WHAT TO WORK ON » Word for word, restate every entry shown below.

INPUT DATA »
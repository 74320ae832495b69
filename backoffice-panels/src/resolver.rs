//! Per-record action availability.
//!
//! Each declared action runs through the same ordered checks and stops at
//! the first failure:
//!
//! ```text
//! context ──► permission ──► workflow ──► translations (publish) ──► feature
//! MISSING_    PERMISSION_    INVALID_     TRANSLATION_               FEATURE_
//! CONTEXT     DENIED         STATUS       MISSING                    DISABLED
//! ```

use std::collections::{BTreeMap, HashMap};

use tracing::debug;

use backoffice_core::permissions::authorize;
use backoffice_core::workflow::normalize_action;
use backoffice_core::{AdminContext, FeatureGate, Record, WorkflowTransition};
use backoffice_translation::readiness::PUBLISH_TRANSITION;
use backoffice_translation::TranslationReadiness;

use crate::action::{Action, ActionAvailability, ReasonCode};
use crate::panel::Panel;

/// Reason text for a readiness blocker.
pub fn translation_blocker_reason(readiness: &TranslationReadiness) -> String {
    if readiness.missing_required_locales.is_empty() {
        "required translation fields are incomplete".to_string()
    } else {
        format!(
            "missing required translations: {}",
            readiness.missing_locales_display()
        )
    }
}

/// Resolves `_action_state` for the records of one request. Available
/// transitions are cached per workflow state for the resolver's lifetime.
pub struct ActionResolver<'a> {
    panel: &'a Panel,
    features: Option<&'a dyn FeatureGate>,
    transitions: HashMap<String, Vec<WorkflowTransition>>,
}

impl<'a> ActionResolver<'a> {
    pub fn new(panel: &'a Panel, features: Option<&'a dyn FeatureGate>) -> Self {
        Self {
            panel,
            features,
            transitions: HashMap::new(),
        }
    }

    /// Availability of every row action on `record`.
    pub async fn resolve(
        &mut self,
        ctx: &AdminContext,
        record: &Record,
        readiness: Option<&TranslationReadiness>,
    ) -> BTreeMap<String, ActionAvailability> {
        let panel = self.panel;
        let mut out = BTreeMap::new();
        for action in &panel.actions {
            let state = self.resolve_action(ctx, action, record, readiness).await;
            out.insert(action.name.clone(), state);
        }
        out
    }

    pub async fn resolve_action(
        &mut self,
        ctx: &AdminContext,
        action: &Action,
        record: &Record,
        readiness: Option<&TranslationReadiness>,
    ) -> ActionAvailability {
        if let Some(path) = action
            .context_required
            .iter()
            .find(|path| !record.has_present(path))
        {
            return ActionAvailability::disabled(
                ReasonCode::MissingContext,
                format!("missing required context: {path}"),
            );
        }

        if authorize(
            self.panel.authorizer.as_deref(),
            ctx,
            &action.permission,
            &self.panel.name,
        )
        .await
        .is_err()
        {
            return ActionAvailability::disabled(
                ReasonCode::PermissionDenied,
                format!("permission {} is required", action.permission),
            );
        }

        let mut available_transitions = None;
        if action.is_workflow() {
            match self.check_workflow(ctx, action, record).await {
                Ok(names) => available_transitions = names,
                Err(blocked) => return blocked,
            }
        }

        if action.key() == PUBLISH_TRANSITION {
            if let Some(readiness) = readiness.filter(|r| !r.is_ready()) {
                return ActionAvailability::disabled(
                    ReasonCode::TranslationMissing,
                    translation_blocker_reason(readiness),
                );
            }
        }

        if let Some(features) = self.features {
            if let Some(key) = action.features().into_iter().find(|k| !features.is_enabled(*k)) {
                return ActionAvailability::disabled(
                    ReasonCode::FeatureDisabled,
                    format!("feature {key} is disabled"),
                );
            }
        }

        let state = ActionAvailability::enabled();
        match available_transitions {
            Some(names) => state.with_transitions(names),
            None => state,
        }
    }

    /// `Ok(Some(names))` when a candidate transition is available, `Ok(None)`
    /// when the check passes without an engine.
    async fn check_workflow(
        &mut self,
        ctx: &AdminContext,
        action: &Action,
        record: &Record,
    ) -> Result<Option<Vec<String>>, ActionAvailability> {
        let panel = self.panel;
        let Some(engine) = panel.workflow.as_ref() else {
            if action.command_name.is_empty() && action.href.is_empty() {
                return Err(ActionAvailability::disabled(
                    ReasonCode::InvalidStatus,
                    format!("no workflow is configured for {}", panel.entity_type),
                ));
            }
            return Ok(None);
        };
        if record.id().is_none() {
            return Err(ActionAvailability::disabled(
                ReasonCode::MissingContext,
                "record has no id",
            ));
        }

        let status = record.status().unwrap_or_default().to_string();
        if !self.transitions.contains_key(&status) {
            let fetched = match engine
                .available_transitions(ctx, &panel.entity_type, &status)
                .await
            {
                Ok(transitions) => transitions,
                Err(e) => {
                    debug!(
                        panel = %panel.name,
                        status = %status,
                        error = %e,
                        "No transitions available"
                    );
                    Vec::new()
                }
            };
            self.transitions.insert(status.clone(), fetched);
        }
        let available = self
            .transitions
            .get(&status)
            .map(Vec::as_slice)
            .unwrap_or_default();
        let names: Vec<String> = available.iter().map(|t| normalize_action(&t.name)).collect();

        if panel.aliases.resolve(&action.name, available).is_none() {
            let shown = if status.is_empty() { "(none)" } else { status.as_str() };
            return Err(ActionAvailability::disabled(
                ReasonCode::InvalidStatus,
                format!("{} is not available from status {shown}", action.key()),
            )
            .with_transitions(names));
        }
        Ok(Some(names))
    }
}
//! Translation assignment queue: who translates what, and where each
//! assignment sits in its lifecycle.

pub mod assignment;
pub mod repository;
pub mod service;

pub use assignment::{
    next_status, AssignmentStatus, AssignmentType, ContentState, ContractView, DueState, Priority,
    QueueRow, QueueTransition, TranslationAssignment, DUE_SOON_HOURS,
};
pub use repository::{AssignmentFilter, AssignmentRepository, MemoryAssignmentRepository};
pub use service::{
    invalid_transition, required_permission, CreateAssignmentInput,
    DefaultTranslationQueueService, TranslationQueueService, TRANSLATIONS_VIEW,
};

COMPLETED TASK »
repository 74320ae832495b69
filename backoffice-panels/src/resolver.rs
//! Per-record action availability.
//!
//! Each declared action runs through the same ordered checks and stops at
//! the first failure:
//!
//! ```text
//! context ──► permission ──► workflow ──► translations (publish) ──► feature
//! MISSING_    PERMISSION_    INVALID_     TRANSLATION_               FEATURE_
//! CONTEXT     DENIED         STATUS       MISSING                    DISABLED
//! ```

use std::collections::{BTreeMap, HashMap};

use tracing::debug;

use backoffice_core::permissions::authorize;
use backoffice_core::workflow::normalize_action;
use backoffice_core::{AdminContext, FeatureGate, Record, WorkflowTransition};
use backoffice_translation::readiness::PUBLISH_TRANSITION;
use backoffice_translation::TranslationReadiness;

use crate::action::{Action, ActionAvailability, ReasonCode};
use crate::panel::Panel;

/// Reason text for a readiness blocker.
pub fn translation_blocker_reason(readiness: &TranslationReadiness) -> String {
    if readiness.missing_required_locales.is_empty() {
        "required translation fields are incomplete".to_string()
    } else {
        format!(
            "missing required translations: {}",
            readiness.missing_locales_display()
        )
    }
}

/// Resolves `_action_state` for the records of one request. Available
/// transitions are cached per workflow state for the resolver's lifetime.
pub struct ActionResolver<'a> {
    panel: &'a Panel,
    features: Option<&'a dyn FeatureGate>,
    transitions: HashMap<String, Vec<WorkflowTransition>>,
}

impl<'a> ActionResolver<'a> {
    pub fn new(panel: &'a Panel, features: Option<&'a dyn FeatureGate>) -> Self {
        Self {
            panel,
            features,
            transitions: HashMap::new(),
        }
    }

    /// Availability of every row action on `record`.
    pub async fn resolve(
        &mut self,
        ctx: &AdminContext,
        record: &Record,
        readiness: Option<&TranslationReadiness>,
    ) -> BTreeMap<String, ActionAvailability> {
        let panel = self.panel;
        let mut out = BTreeMap::new();
        for action in &panel.actions {
            let state = self.resolve_action(ctx, action, record, readiness).await;
            out.insert(action.name.clone(), state);
        }
        out
    }

    pub async fn resolve_action(
        &mut self,
        ctx: &AdminContext,
        action: &Action,
        record: &Record,
        readiness: Option<&TranslationReadiness>,
    ) -> ActionAvailability {
        if let Some(path) = action
            .context_required
            .iter()
            .find(|path| !record.has_present(path))
        {
            return ActionAvailability::disabled(
                ReasonCode::MissingContext,
                format!("missing required context: {path}"),
            );
        }

        if authorize(
            self.panel.authorizer.as_deref(),
            ctx,
            &action.permission,
            &self.panel.name,
        )
        .await
        .is_err()
        {
            return ActionAvailability::disabled(
                ReasonCode::PermissionDenied,
                format!("permission {} is required", action.permission),
            );
        }

        let mut available_transitions = None;
        if action.is_workflow() {
            match self.check_workflow(ctx, action, record).await {
                Ok(names) => available_transitions = names,
                Err(blocked) => return blocked,
            }
        }

        if action.key() == PUBLISH_TRANSITION {
            if let Some(readiness) = readiness.filter(|r| !r.is_ready()) {
                return ActionAvailability::disabled(
                    ReasonCode::TranslationMissing,
                    translation_blocker_reason(readiness),
                );
            }
        }

        if let Some(features) = self.features {
            if let Some(key) = action.features().into_iter().find(|k| !features.is_enabled(*k)) {
                return ActionAvailability::disabled(
                    ReasonCode::FeatureDisabled,
                    format!("feature {key} is disabled"),
                );
            }
        }

        let state = ActionAvailability::enabled();
        match available_transitions {
            Some(names) => state.with_transitions(names),
            None => state,
        }
    }

    /// `Ok(Some(names))` when a candidate transition is available, `Ok(None)`
    /// when the check passes without an engine.
    async fn check_workflow(
        &mut self,
        ctx: &AdminContext,
        action: &Action,
        record: &Record,
    ) -> Result<Option<Vec<String>>, ActionAvailability> {
        let panel = self.panel;
        let Some(engine) = panel.workflow.as_ref() else {
            if action.command_name.is_empty() && action.href.is_empty() {
                return Err(ActionAvailability::disabled(
                    ReasonCode::InvalidStatus,
                    format!("no workflow is configured for {}", panel.entity_type),
                ));
            }
            return Ok(None);
        };
        if record.id().is_none() {
            return Err(ActionAvailability::disabled(
                ReasonCode::MissingContext,
                "record has no id",
            ));
        }

        let status = record.status().unwrap_or_default().to_string();
        if !self.transitions.contains_key(&status) {
            let fetched = match engine
                .available_transitions(ctx, &panel.entity_type, &status)
                .await
            {
                Ok(transitions) => transitions,
                Err(e) => {
                    debug!(
                        panel = %panel.name,
                        status = %status,
                        error = %e,
                        "No transitions available"
                    );
                    Vec::new()
                }
            };
            self.transitions.insert(status.clone(), fetched);
        }
        let available = self
            .transitions
            .get(&status)
            .map(Vec::as_slice)
            .unwrap_or_default();
        let names: Vec<String> = available.iter().map(|t| normalize_action(&t.name)).collect();

        if panel.aliases.resolve(&action.name, available).is_none() {
            let shown = if status.is_empty() { "(none)" } else { status.as_str() };
            return Err(ActionAvailability::disabled(
                ReasonCode::InvalidStatus,
                format!("{} is not available from status {shown}", action.key()),
            )
            .with_transitions(names));
        }
        Ok(Some(names))
    }
}
//! Translation assignment queue: who translates what, and where each
//! assignment sits in its lifecycle.

pub mod assignment;
pub mod repository;
pub mod service;

pub use assignment::{
    next_status, AssignmentStatus, AssignmentType, ContentState, ContractView, DueState, Priority,
    QueueRow, QueueTransition, TranslationAssignment, DUE_SOON_HOURS,
};
pub use repository::{AssignmentFilter, AssignmentRepository, MemoryAssignmentRepository};
pub use service::{
    invalid_transition, required_permission, CreateAssignmentInput,
    DefaultTranslationQueueService, TranslationQueueService, TRANSLATIONS_VIEW,
};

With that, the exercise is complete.